Preseden ini lebih cepat dari yang diantisipasi sektor publik maupun swasta. Laporan “The State of Deepfakes 2024” dari Sensity AI mengungkap skala ancaman yang mengkhawatirkan ini. Perusahaan visual threat intelligence ini didirikan pada 2018, berbasis di Amsterdam, Belanda.
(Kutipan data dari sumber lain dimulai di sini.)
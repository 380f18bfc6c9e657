//! Pipeline configuration management.
//!
//! One serializable struct holds every knob of the dataset preparation
//! pipeline so an experiment can be reproduced from a single file.
//!
//! # Features
//!
//! - **Unified Configuration**: split fractions, label handling, subsetting,
//!   normalization, batching and the RNG seed in one place
//! - **Serialization**: Save/load configurations to TOML or JSON
//! - **Validation**: Reject impossible values before any data is touched
//!
//! # Example
//!
//! ```ignore
//! use domain_adaptation_data::config::PipelineConfig;
//!
//! let config = PipelineConfig::default().with_seed(7);
//! config.save_toml("experiment.toml")?;
//!
//! let loaded = PipelineConfig::load_toml("experiment.toml")?;
//! let pipeline = Pipeline::from_config(loaded)?;
//! ```
//!
//! Missing fields fall back to their defaults, so a TOML file only needs the
//! values that differ:
//!
//! ```text
//! tgt_train_split = 0.3
//! n_pos_tgt_train_samples = 50
//!
//! [batch]
//! batch_size = 256
//! fill = "none"
//! ```

use crate::batch::FillPolicy;
use crate::error::{PipelineError, Result};
use crate::preprocessing::normalization::NormalizeMode;
use crate::split::validate_train_fraction;
use chrono::{DateTime, Utc};
use serde::{Deserialize, Serialize};
use std::fs;
use std::path::Path;

fn default_src_train_split() -> f64 {
    0.8
}

fn default_tgt_train_split() -> f64 {
    0.5
}

fn default_true() -> bool {
    true
}

fn default_batch_size() -> usize {
    500
}

fn default_start_timestep() -> usize {
    101
}

/// Unified pipeline configuration.
#[derive(Debug, Clone, PartialEq, Serialize, Deserialize)]
pub struct PipelineConfig {
    /// Fraction of source samples assigned to train
    #[serde(default = "default_src_train_split")]
    pub src_train_split: f64,

    /// Fraction of target samples assigned to train
    #[serde(default = "default_tgt_train_split")]
    pub tgt_train_split: f64,

    /// Cap on positive samples kept in the target train partition.
    /// Takes precedence over `n_tgt_train_samples`.
    #[serde(default, skip_serializing_if = "Option::is_none")]
    pub n_pos_tgt_train_samples: Option<usize>,

    /// Cap on total samples kept in the target train partition
    #[serde(default, skip_serializing_if = "Option::is_none")]
    pub n_tgt_train_samples: Option<usize>,

    /// Draw one-hot target train labels from their soft probabilities
    #[serde(default = "default_true")]
    pub sample_tgt_train: bool,

    #[serde(default)]
    pub normalize_mode: NormalizeMode,

    #[serde(default = "default_true")]
    pub perform_normalize: bool,

    /// Seed of the RNG used for label sampling and batch filling
    #[serde(default)]
    pub seed: u64,

    #[serde(default)]
    pub batch: BatchConfig,

    #[serde(default)]
    pub targets: TargetConfig,

    /// Experiment metadata (optional)
    #[serde(default, skip_serializing_if = "Option::is_none")]
    pub metadata: Option<ExperimentMetadata>,
}

/// Batch generation settings.
#[derive(Debug, Clone, PartialEq, Serialize, Deserialize)]
pub struct BatchConfig {
    #[serde(default = "default_batch_size")]
    pub batch_size: usize,

    /// How a batch running past the end of its domain is completed
    #[serde(default)]
    pub fill: FillPolicy,
}

/// Which timestep(s) of the feature tensor to keep.
#[derive(Debug, Clone, Copy, PartialEq, Eq, Default, Serialize, Deserialize)]
#[serde(rename_all = "snake_case")]
pub enum FeatureTimestep {
    /// Keep the full time axis
    All,
    /// Keep only the final timestep
    #[default]
    Last,
    /// Keep a single timestep by index
    Index(usize),
}

/// Reduction of per-timestep target probabilities to one event rate.
///
/// See [`crate::dataset::RawDataset::into_bundle`].
#[derive(Debug, Clone, PartialEq, Serialize, Deserialize)]
pub struct TargetConfig {
    /// First target timestep included in the event window
    #[serde(default = "default_start_timestep")]
    pub start_timestep: usize,

    /// Exclusive end of the event window; `None` runs to the horizon
    #[serde(default, skip_serializing_if = "Option::is_none")]
    pub end_timestep: Option<usize>,

    /// Drop samples with any target mass before this timestep (0 disables)
    #[serde(default)]
    pub remove_early_collision_idx: usize,

    #[serde(default)]
    pub feature_timestep: FeatureTimestep,
}

/// Experiment metadata for tracking and reproducibility.
#[derive(Debug, Clone, PartialEq, Serialize, Deserialize)]
pub struct ExperimentMetadata {
    /// Experiment name
    pub name: String,

    #[serde(default, skip_serializing_if = "Option::is_none")]
    pub description: Option<String>,

    /// Creation timestamp
    #[serde(default, skip_serializing_if = "Option::is_none")]
    pub created_at: Option<DateTime<Utc>>,

    /// Custom tags
    #[serde(default, skip_serializing_if = "Vec::is_empty")]
    pub tags: Vec<String>,
}

impl ExperimentMetadata {
    /// Metadata stamped with the current time.
    pub fn new(name: impl Into<String>) -> Self {
        Self {
            name: name.into(),
            description: None,
            created_at: Some(Utc::now()),
            tags: Vec::new(),
        }
    }

    pub fn with_description(mut self, description: impl Into<String>) -> Self {
        self.description = Some(description.into());
        self
    }

    pub fn with_tag(mut self, tag: impl Into<String>) -> Self {
        self.tags.push(tag.into());
        self
    }
}

impl Default for PipelineConfig {
    fn default() -> Self {
        Self {
            src_train_split: default_src_train_split(),
            tgt_train_split: default_tgt_train_split(),
            n_pos_tgt_train_samples: None,
            n_tgt_train_samples: None,
            sample_tgt_train: true,
            normalize_mode: NormalizeMode::Composite,
            perform_normalize: true,
            seed: 0,
            batch: BatchConfig::default(),
            targets: TargetConfig::default(),
            metadata: None,
        }
    }
}

impl Default for BatchConfig {
    fn default() -> Self {
        Self {
            batch_size: default_batch_size(),
            fill: FillPolicy::Random,
        }
    }
}

impl Default for TargetConfig {
    fn default() -> Self {
        Self {
            start_timestep: default_start_timestep(),
            end_timestep: None,
            remove_early_collision_idx: 0,
            feature_timestep: FeatureTimestep::Last,
        }
    }
}

impl PipelineConfig {
    /// Create a new pipeline configuration with default values.
    pub fn new() -> Self {
        Self::default()
    }

    pub fn with_train_splits(mut self, src: f64, tgt: f64) -> Self {
        self.src_train_split = src;
        self.tgt_train_split = tgt;
        self
    }

    /// Keep target train samples up to the `n`-th positive.
    pub fn with_positive_cap(mut self, n: usize) -> Self {
        self.n_pos_tgt_train_samples = Some(n);
        self
    }

    /// Keep the first `n` target train samples.
    pub fn with_train_cap(mut self, n: usize) -> Self {
        self.n_tgt_train_samples = Some(n);
        self
    }

    pub fn with_normalize_mode(mut self, mode: NormalizeMode) -> Self {
        self.normalize_mode = mode;
        self
    }

    pub fn with_seed(mut self, seed: u64) -> Self {
        self.seed = seed;
        self
    }

    pub fn with_batch(mut self, batch: BatchConfig) -> Self {
        self.batch = batch;
        self
    }

    pub fn with_targets(mut self, targets: TargetConfig) -> Self {
        self.targets = targets;
        self
    }

    /// Set experiment metadata.
    pub fn with_metadata(mut self, metadata: ExperimentMetadata) -> Self {
        self.metadata = Some(metadata);
        self
    }

    /// Validate the configuration.
    ///
    /// Returns Ok(()) if valid, Err(msg) otherwise.
    pub fn validate(&self) -> std::result::Result<(), String> {
        validate_train_fraction(self.src_train_split)
            .map_err(|e| format!("src_train_split: {e}"))?;
        validate_train_fraction(self.tgt_train_split)
            .map_err(|e| format!("tgt_train_split: {e}"))?;

        if self.n_pos_tgt_train_samples.is_some() && self.n_tgt_train_samples.is_some() {
            log::warn!("Both positive and total train caps set; only the positive cap applies");
        }

        self.batch.validate()?;
        self.targets.validate()?;
        Ok(())
    }

    /// Save configuration to TOML file.
    pub fn save_toml<P: AsRef<Path>>(&self, path: P) -> Result<()> {
        let toml_string = toml::to_string_pretty(self)?;
        fs::write(path, toml_string)?;
        Ok(())
    }

    /// Load configuration from TOML file.
    ///
    /// # Errors
    ///
    /// I/O and parse failures keep their own variants; a file that parses
    /// but fails [`validate`](Self::validate) is a
    /// [`PipelineError::Configuration`].
    pub fn load_toml<P: AsRef<Path>>(path: P) -> Result<Self> {
        let contents = fs::read_to_string(path)?;
        let config: PipelineConfig = toml::from_str(&contents)?;
        config.validate().map_err(PipelineError::Configuration)?;
        Ok(config)
    }

    /// Save configuration to JSON file.
    pub fn save_json<P: AsRef<Path>>(&self, path: P) -> Result<()> {
        let json_string = serde_json::to_string_pretty(self)?;
        fs::write(path, json_string)?;
        Ok(())
    }

    /// Load configuration from JSON file.
    pub fn load_json<P: AsRef<Path>>(path: P) -> Result<Self> {
        let contents = fs::read_to_string(path)?;
        let config: PipelineConfig = serde_json::from_str(&contents)?;
        config.validate().map_err(PipelineError::Configuration)?;
        Ok(config)
    }
}

impl BatchConfig {
    pub fn validate(&self) -> std::result::Result<(), String> {
        if self.batch_size == 0 {
            return Err("batch_size must be > 0".to_string());
        }
        Ok(())
    }
}

impl TargetConfig {
    pub fn validate(&self) -> std::result::Result<(), String> {
        if let Some(end) = self.end_timestep {
            if end < self.start_timestep {
                return Err(format!(
                    "end_timestep ({end}) must be >= start_timestep ({})",
                    self.start_timestep
                ));
            }
        }
        Ok(())
    }
}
Berdasarkan data yang dikumpulkan Sensity AI, ekosistem teknologi deepfake telah berkembang pesat dengan ribuan alat yang tersedia secara bebas di internet:
- 2.298 alat untuk AI face swap, lip sync, face reenactment, dan AI-avatar
- 10.206 alat untuk generasi gambar AI
- 1.018 alat untuk generasi dan kloning suara AI
- 47 alat untuk injeksi deepfake KYC
Angka-angka ini mencakup repositori publik, proyek open source, alat gratis, dan layanan berbayar dengan harga di bawah $50 per bulan—membuatnya sangat mudah diakses.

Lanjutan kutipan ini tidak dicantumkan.